§ **WHAT THE TASK REQUIRES**:
Search the listing below for "IdGenerator". Copy each matching line.

§ **EXERCISE DATA**:
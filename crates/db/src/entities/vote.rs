//! Vote entity (one up/down vote per user per question or answer).

use sea_orm::entity::prelude::*;
use serde::{Deserialize, Serialize};

/// Kind of content a vote, notification or report points at.
#[derive(Debug, Clone, Copy, PartialEq, Eq, Hash, EnumIter, DeriveActiveEnum, Serialize, Deserialize)]
#[sea_orm(rs_type = "String", db_type = "String(StringLen::N(16))")]
#[serde(rename_all = "lowercase")]
pub enum TargetKind {
    #[sea_orm(string_value = "question")]
    Question,
    #[sea_orm(string_value = "answer")]
    Answer,
}

impl TargetKind {
    /// Database/wire name of this kind.
    #[must_use]
    pub const fn as_str(&self) -> &'static str {
        match self {
            Self::Question => "question",
            Self::Answer => "answer",
        }
    }
}

#[derive(Clone, Debug, PartialEq, Eq, DeriveEntityModel, Serialize, Deserialize)]
#[sea_orm(table_name = "vote")]
pub struct Model {
    #[sea_orm(primary_key, auto_increment = false)]
    pub id: String,

    /// The voter
    pub user_id: String,

    /// Question or answer ID, interpreted through `target_type`
    pub target_id: String,

    pub target_type: TargetKind,

    /// +1 or -1
    pub value: i16,

    pub created_at: DateTimeWithTimeZone,

    #[sea_orm(nullable)]
    pub updated_at: Option<DateTimeWithTimeZone>,
}

#[derive(Copy, Clone, Debug, EnumIter, DeriveRelation)]
pub enum Relation {
    #[sea_orm(
        belongs_to = "super::user::Entity",
        from = "Column::UserId",
        to = "super::user::Column::Id",
        on_delete = "Cascade"
    )]
    User,
}

impl Related<super::user::Entity> for Entity {
    fn to() -> RelationDef {
        Relation::User.def()
    }
}

impl ActiveModelBehavior for ActiveModel {}
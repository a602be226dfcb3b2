//! Common utilities and shared types for StackIt.
//!
//! This crate provides foundational components used across all StackIt crates:
//!
//! - **Configuration**: Application settings via [`Config`]
//! - **Error handling**: Unified error types via [`AppError`] and [`AppResult`]
//! - **ID Generation**: ULID-based unique identifiers via [`IdGenerator`]
//! - **Pagination**: Page-number pagination via [`PageRequest`] and [`PageInfo`]
//!
//! # Example
//!
//! ```no_run
//! use stackit_common::{Config, IdGenerator, AppResult};
//!
//! fn example() -> AppResult<()> {
//!     let config = Config::load()?;
//!     let id_gen = IdGenerator::new();
//!     let id = id_gen.generate();
//!     println!("Generated ID: {}", id);
//!     Ok(())
//! }
//! ```

pub mod config;
pub mod error;
pub mod id;
pub mod pagination;

pub use config::Config;
pub use error::{AppError, AppResult};
pub use id::IdGenerator;
pub use pagination::{PageInfo, PageRequest, Paged};
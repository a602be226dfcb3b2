//! Question entity.

use sea_orm::entity::prelude::*;
use serde::{Deserialize, Serialize};

#[derive(Clone, Debug, PartialEq, Eq, DeriveEntityModel, Serialize, Deserialize)]
#[sea_orm(table_name = "question")]
pub struct Model {
    #[sea_orm(primary_key, auto_increment = false)]
    pub id: String,

    /// Author
    #[sea_orm(indexed)]
    pub user_id: String,

    pub title: String,

    #[sea_orm(column_type = "Text")]
    pub description: String,

    /// Cached `SUM(vote.value)` for this question
    #[sea_orm(default_value = 0)]
    pub votes: i32,

    #[sea_orm(default_value = 0)]
    pub view_count: i32,

    /// Answers count (denormalized)
    #[sea_orm(default_value = 0)]
    pub answers_count: i32,

    /// The single accepted answer, if any
    #[sea_orm(nullable)]
    pub accepted_answer_id: Option<String>,

    pub created_at: DateTimeWithTimeZone,

    #[sea_orm(nullable)]
    pub updated_at: Option<DateTimeWithTimeZone>,
}

#[derive(Copy, Clone, Debug, EnumIter, DeriveRelation)]
pub enum Relation {
    #[sea_orm(
        belongs_to = "super::user::Entity",
        from = "Column::UserId",
        to = "super::user::Column::Id",
        on_delete = "Cascade"
    )]
    User,

    #[sea_orm(has_many = "super::answer::Entity")]
    Answers,

    #[sea_orm(has_many = "super::question_tag::Entity")]
    QuestionTags,
}

impl Related<super::user::Entity> for Entity {
    fn to() -> RelationDef {
        Relation::User.def()
    }
}

impl Related<super::answer::Entity> for Entity {
    fn to() -> RelationDef {
        Relation::Answers.def()
    }
}

impl Related<super::question_tag::Entity> for Entity {
    fn to() -> RelationDef {
        Relation::QuestionTags.def()
    }
}

impl Related<super::tag::Entity> for Entity {
    fn to() -> RelationDef {
        super::question_tag::Relation::Tag.def()
    }

    fn via() -> Option<RelationDef> {
        Some(super::question_tag::Relation::Question.def().rev())
    }
}

impl ActiveModelBehavior for ActiveModel {}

§ **OUTPUT OF THE TASK**:
//! - **ID Generation**: ULID-based unique identifiers via [`IdGenerator`]
//! use stackit_common::{Config, IdGenerator, AppResult};
//!     let id_gen = IdGenerator::new();
pub use id::IdGenerator;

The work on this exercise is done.